- [WHAT YOU HAVE TO DO]:
Return all lines below containing the word "BackendProcess".

★ ★ ★ ★ ★ ★ ★

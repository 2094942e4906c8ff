//! Backend session launcher.
//!
//! A [`BackendLauncher`] turns a client `launch`/`attach` request into a
//! [`BackendHandle`]: a future resolving to the backend's debug socket, the
//! OS process id of a locally spawned backend, and a way to stop it.

mod process_launcher;

use std::future::Future;
use std::pin::Pin;

use log::debug;
use tokio::io::{AsyncRead, AsyncWrite};
use tokio::process::Child;

use crate::error::RelayResult;
use crate::protocol::Request;

pub use process_launcher::ProcessLauncher;

/// Byte stream to a debug backend.
pub trait DuplexStream: AsyncRead + AsyncWrite + Send + Unpin {}

impl<T: AsyncRead + AsyncWrite + Send + Unpin> DuplexStream for T {}

pub type BackendSocket = Box<dyn DuplexStream>;

/// Future resolving to the connected backend socket.
pub type SocketFuture = Pin<Box<dyn Future<Output = RelayResult<BackendSocket>> + Send>>;

#[derive(Debug, Clone, Copy, PartialEq, Eq)]
pub enum BackendKind {
    Launch,
    Attach,
}

impl BackendKind {
    pub fn command(self) -> &'static str {
        match self {
            BackendKind::Launch => "launch",
            BackendKind::Attach => "attach",
        }
    }
}

/// Starts backends on behalf of the session handler.
pub trait BackendLauncher: Send + Sync {
    /// Start (launch) or locate (attach) the backend for `request`.
    ///
    /// Returns as soon as the backend is started; connecting happens when the
    /// handle's socket future is polled.
    fn start(&self, kind: BackendKind, request: &Request) -> RelayResult<BackendHandle>;
}

/// A started backend.
pub struct BackendHandle {
    socket: SocketFuture,
    process_id: Option<u32>,
    process: BackendProcess,
}

impl BackendHandle {
    pub fn new(socket: SocketFuture, process_id: Option<u32>, process: BackendProcess) -> Self {
        Self {
            socket,
            process_id,
            process,
        }
    }

    /// Handle for an already connected socket with no local process.
    pub fn connected(socket: BackendSocket) -> Self {
        Self::new(
            Box::pin(async move { Ok(socket) }),
            None,
            BackendProcess::none(),
        )
    }

    pub fn process_id(&self) -> Option<u32> {
        self.process_id
    }

    /// Separate the part handed to the relay from the part that owns the
    /// process.
    pub fn split(self) -> (BackendConnection, BackendProcess) {
        (
            BackendConnection {
                socket: self.socket,
                process_id: self.process_id,
            },
            self.process,
        )
    }
}

/// What the relay needs to splice onto a backend.
pub struct BackendConnection {
    pub socket: SocketFuture,
    pub process_id: Option<u32>,
}

impl std::fmt::Debug for BackendConnection {
    fn fmt(&self, f: &mut std::fmt::Formatter<'_>) -> std::fmt::Result {
        f.debug_struct("BackendConnection")
            .field("process_id", &self.process_id)
            .finish_non_exhaustive()
    }
}

/// Locally spawned backend process, if any.
#[derive(Debug, Default)]
pub struct BackendProcess {
    child: Option<Child>,
}

impl BackendProcess {
    pub fn none() -> Self {
        Self::default()
    }

    pub fn from_child(child: Child) -> Self {
        Self { child: Some(child) }
    }

    pub fn is_running(&self) -> bool {
        self.child.is_some()
    }

    /// Kill the spawned process. Safe to call more than once.
    pub fn stop(&mut self) {
        if let Some(mut child) = self.child.take() {
            if let Err(e) = child.start_kill() {
                debug!(
                    target: "debug_relay::backend",
                    "Backend process already gone: {}",
                    e
                );
            }
        }
    }
}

★ ★ ★ ★ ★ ★ ★

- [YOUR SOLUTION]:
    process: BackendProcess,
    pub fn new(socket: SocketFuture, process_id: Option<u32>, process: BackendProcess) -> Self {
            BackendProcess::none(),
    pub fn split(self) -> (BackendConnection, BackendProcess) {
pub struct BackendProcess {
impl BackendProcess {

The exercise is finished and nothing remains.